Monday, February 12, 2007

The Gospel According to the dread pirate Roberts

For a long time now, I’ve been trying to come up with an image that I feel represents one of the most meaningful Scriptures to me, Jeremiah 20:9. I’ve always liked the version of the “Sacred Heart” used by the House of Blues. Christ’s heart afire surrounded by His crown of thorns, or in more contemporary versions, barbed wire. But I could never manage to draw one that I liked. Just as well, I guess. Not being Catholic, I’ve never been properly instructed in all of the symbolism of the image anyway.

This idea came to me while learning about pirates. I think it’s pretty cool since so many of the disciples were professional fisherman. Jesus walked on the water and calmed the storm, right? So since I enjoy Jimmy Buffett music and the motto of my newspaper column is “sex, politics, and religion- not necessarily in that order…” Why not my own pirate flag?

I had a friend complain to me about how many different blogs I have. One for my column, one for the cheerleading squads I coach, one just about Art… I had three different blogs that deal with religion. One focused on prayer, one was for my church youth group and another for my church’s 125th anniversary. So I thought I should pair down. The 125th is now last year and this is my last year as Youth Counselor (at least for a while, maybe when my kids are in high school I’ll try it again). My column never does actually cover sex, and it’s a humor column as often as it is a Spiritual one, but I did want to be able to talk about more than teen faith issues and more than just prayer on a blog about my faith. I want to be able to “be real.” To talk about my personal struggles of faith and irritations with the hypocrisies and heresies of the established “rulers and teachers of the law.”

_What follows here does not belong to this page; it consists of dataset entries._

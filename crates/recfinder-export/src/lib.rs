//! Recording export files and identifier input.
//!
//! - [`IncrementalExporter`]: append-only CSV output, header written once
//! - [`resolve_identifiers`]: conversation IDs from CSV or Excel files

pub mod error;
pub mod exporter;
pub mod input;

pub use error::{ExportError, ExportResult};
pub use exporter::IncrementalExporter;
pub use input::{resolve_identifiers, ID_COLUMNS};
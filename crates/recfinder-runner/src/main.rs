//! `recfinder` binary.

use anyhow::Context;
use clap::Parser;
use tracing::{error, info, warn};

use recfinder_client::ClientConfig;
use recfinder_runner::{id_export, init_tracing, lookup, range_export, Cli, Command, RunnerConfig};

#[tokio::main]
async fn main() {
    // Install rustls crypto provider (required for TLS/HTTPS)
    if rustls::crypto::ring::default_provider().install_default().is_err() {
        eprintln!("rustls crypto provider was already installed");
    }

    dotenvy::dotenv().ok();
    let cli = Cli::parse();

    let config = match RunnerConfig::from_env() {
        Ok(c) => c,
        Err(e) => {
            eprintln!("{}", e);
            std::process::exit(1);
        }
    };

    if let Err(e) = init_tracing(&config) {
        eprintln!("Failed to initialize logging: {:#}", e);
        std::process::exit(1);
    }

    if let Err(e) = run(cli.command, config).await {
        error!("Critical error: {:#}", e);
        std::process::exit(1);
    }
}

async fn run(command: Command, config: RunnerConfig) -> anyhow::Result<()> {
    let client_config = ClientConfig::from_env().context("loading API configuration")?;

    match command {
        Command::Range { start, end, output } => {
            let summary = range_export::run(client_config, &start, &end, &output).await?;
            info!(?summary, output = %output.display(), "Range export finished");
            if let Some(reason) = summary.aborted {
                warn!(%reason, "Pagination stopped early; output is partial");
            }
        }
        Command::Ids {
            input,
            output,
            limit,
        } => {
            let max = limit.unwrap_or(config.max_identifiers);
            let summary = id_export::run(client_config, &input, &output, max)
                .await
                .with_context(|| format!("exporting identifiers from {}", input.display()))?;
            info!(?summary, output = %output.display(), "Identifier export finished");
        }
        Command::Conversation { conversation_id } => {
            match lookup::conversation(client_config, &conversation_id).await? {
                Some(details) => println!("{}", serde_json::to_string_pretty(&details)?),
                None => warn!(%conversation_id, "Conversation details unavailable"),
            }
        }
        Command::Status {
            conversation_id,
            recording_id,
        } => {
            let status =
                lookup::recording_status(client_config, &conversation_id, &recording_id).await?;
            println!("{}", serde_json::to_string_pretty(&status)?);
        }
    }

    Ok(())
}
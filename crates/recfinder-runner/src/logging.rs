//! Logging setup and structured run logging.

use std::fs::OpenOptions;
use std::path::Path;
use std::sync::Mutex;

use tracing::{error, info, warn, Span};
use tracing_subscriber::{fmt, prelude::*, EnvFilter};

use crate::config::RunnerConfig;

const DEFAULT_FILTER: &str = "info,hyper=warn,reqwest=warn,rustls=warn";

/// Install the global subscriber: console output plus an optional
/// append-only log file without ANSI colors.
///
/// `RUST_LOG` overrides the default filter.
pub fn init_tracing(config: &RunnerConfig) -> anyhow::Result<()> {
    let env_filter =
        EnvFilter::try_from_default_env().unwrap_or_else(|_| EnvFilter::new(DEFAULT_FILTER));

    let file_layer = match &config.log_file {
        Some(path) => Some(file_layer(path)?),
        None => None,
    };

    let registry = tracing_subscriber::registry().with(env_filter).with(file_layer);

    if config.json_logs {
        registry.with(fmt::layer().json()).try_init()?;
    } else {
        registry
            .with(
                fmt::layer()
                    .with_ansi(true)
                    .with_target(true)
                    .with_thread_ids(false)
                    .with_file(false)
                    .with_line_number(false),
            )
            .try_init()?;
    }

    Ok(())
}

fn file_layer<S>(path: &Path) -> anyhow::Result<impl tracing_subscriber::Layer<S>>
where
    S: tracing::Subscriber + for<'a> tracing_subscriber::registry::LookupSpan<'a>,
{
    let file = OpenOptions::new().create(true).append(true).open(path)?;
    Ok(fmt::layer()
        .with_ansi(false)
        .with_target(false)
        .with_writer(Mutex::new(file)))
}

/// Run logger for consistent lifecycle messages.
///
/// Every line carries the run mode (`range`, `ids`) and its scope, such as
/// the date range or the input file.
#[derive(Debug, Clone)]
pub struct RunLogger {
    mode: String,
    scope: String,
}

impl RunLogger {
    /// Create a run logger.
    ///
    /// # Arguments
    /// * `mode` - The retrieval mode (e.g., "range", "ids")
    /// * `scope` - What the run covers, such as the query interval or output file
    pub fn new(mode: &str, scope: impl Into<String>) -> Self {
        Self {
            mode: mode.to_string(),
            scope: scope.into(),
        }
    }

    /// Log the start of a run.
    pub fn log_start(&self, message: &str) {
        info!(mode = %self.mode, scope = %self.scope, "Run started: {}", message);
    }

    /// Log a progress update during the run.
    pub fn log_progress(&self, message: &str) {
        info!(mode = %self.mode, scope = %self.scope, "Run progress: {}", message);
    }

    /// Log a recoverable problem during the run.
    pub fn log_warning(&self, message: &str) {
        warn!(mode = %self.mode, scope = %self.scope, "Run warning: {}", message);
    }

    /// Log a failure during the run.
    pub fn log_error(&self, message: &str) {
        error!(mode = %self.mode, scope = %self.scope, "Run error: {}", message);
    }

    /// Log the end of a run.
    pub fn log_completion(&self, message: &str) {
        info!(mode = %self.mode, scope = %self.scope, "Run completed: {}", message);
    }

    /// Get the run mode.
    pub fn mode(&self) -> &str {
        &self.mode
    }

    /// Get the run scope.
    pub fn scope(&self) -> &str {
        &self.scope
    }

    /// Span that groups all events of this run.
    pub fn create_span(&self) -> Span {
        tracing::info_span!("run", mode = %self.mode, scope = %self.scope)
    }
}
//! Identifier-list export: resolve IDs → fetch each → Detail rows.

use std::path::Path;

use tracing::Instrument;

use recfinder_client::{BatchCooldown, ClientConfig, RecordingsClient};
use recfinder_export::{resolve_identifiers, IncrementalExporter};
use recfinder_models::{ConversationId, ExportProfile};

use crate::error::RunnerResult;
use crate::logging::RunLogger;

/// Outcome of an identifier-list export.
#[derive(Debug, Clone, Default, PartialEq, Eq)]
pub struct IdExportSummary {
    /// Identifiers available before truncation.
    pub requested: usize,
    pub processed: usize,
    /// Conversations that produced no recordings.
    pub empty: usize,
    pub recordings_written: usize,
    pub export_failures: usize,
    pub cooldowns: usize,
}

/// Process up to `max_identifiers` conversations in input order.
///
/// A failure for one identifier is logged and the batch continues.
pub async fn export_identifiers(
    client: &RecordingsClient,
    exporter: &IncrementalExporter,
    identifiers: &[String],
    max_identifiers: usize,
    mut cooldown: BatchCooldown,
) -> IdExportSummary {
    let logger = RunLogger::new("ids", exporter.path().display().to_string());
    let span = logger.create_span();

    async {
        let batch = &identifiers[..identifiers.len().min(max_identifiers)];
        let mut summary = IdExportSummary {
            requested: identifiers.len(),
            ..Default::default()
        };

        if batch.len() < identifiers.len() {
            logger.log_warning(&format!(
                "limiting run to the first {} of {} identifiers",
                batch.len(),
                identifiers.len()
            ));
        }
        logger.log_start(&format!("{} conversations", batch.len()));

        for (i, raw_id) in batch.iter().enumerate() {
            let position = i + 1;
            let conversation_id = ConversationId::from(raw_id.as_str());
            logger.log_progress(&format!(
                "processing conversation {}/{}: {}",
                position,
                batch.len(),
                conversation_id
            ));

            let records = client.fetch_recordings(&conversation_id).await;
            if records.is_empty() {
                summary.empty += 1;
            }

            match exporter.append_records(&conversation_id, &records) {
                Ok(written) => summary.recordings_written += written,
                Err(e) => {
                    logger.log_error(&format!(
                        "error processing conversation {}: {}",
                        conversation_id, e
                    ));
                    summary.export_failures += 1;
                }
            }
            summary.processed = position;

            cooldown.after_item(position).await;
        }

        summary.cooldowns = cooldown.applied();
        logger.log_completion(&format!(
            "processed {} recordings in total from {} conversations",
            summary.recordings_written, summary.processed
        ));
        summary
    }
    .instrument(span)
    .await
}

/// Resolve the input file, connect and run a Detail-profile export.
///
/// Input resolution happens before any network activity.
pub async fn run(
    client_config: ClientConfig,
    input: &Path,
    output: &Path,
    max_identifiers: usize,
) -> RunnerResult<IdExportSummary> {
    let identifiers = resolve_identifiers(input)?;
    let cooldown = client_config.pacing.batch_cooldown();
    let client = RecordingsClient::connect(client_config).await?;
    let exporter = IncrementalExporter::new(output, ExportProfile::Detail);
    Ok(export_identifiers(&client, &exporter, &identifiers, max_identifiers, cooldown).await)
}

Christian sarcasm and cynicism? Is there room for that? Oh please. You think that Jesus didn’t have His tongue in His cheek when he said that bit about it being harder for a rich man to enter the Kingdom than for a camel to fit through the eye of a needle? You don’t think there was at least a tinge of irony in His voice when he told people to pluck their eyes out and enter the Kingdom blind, rather than use their eyes to lust?

We may not get the cultural references anymore in the 21st century, but Dente’s Divine Comedy and his Inferno weren’t just poetry, they were political satire and religious criticism. In much of his writings, Martin Luther displays a rapier wit for cutting the meat clear to the bone in his critiques of the theological errors, pompous personalities, and political intrigues of the late renaissance.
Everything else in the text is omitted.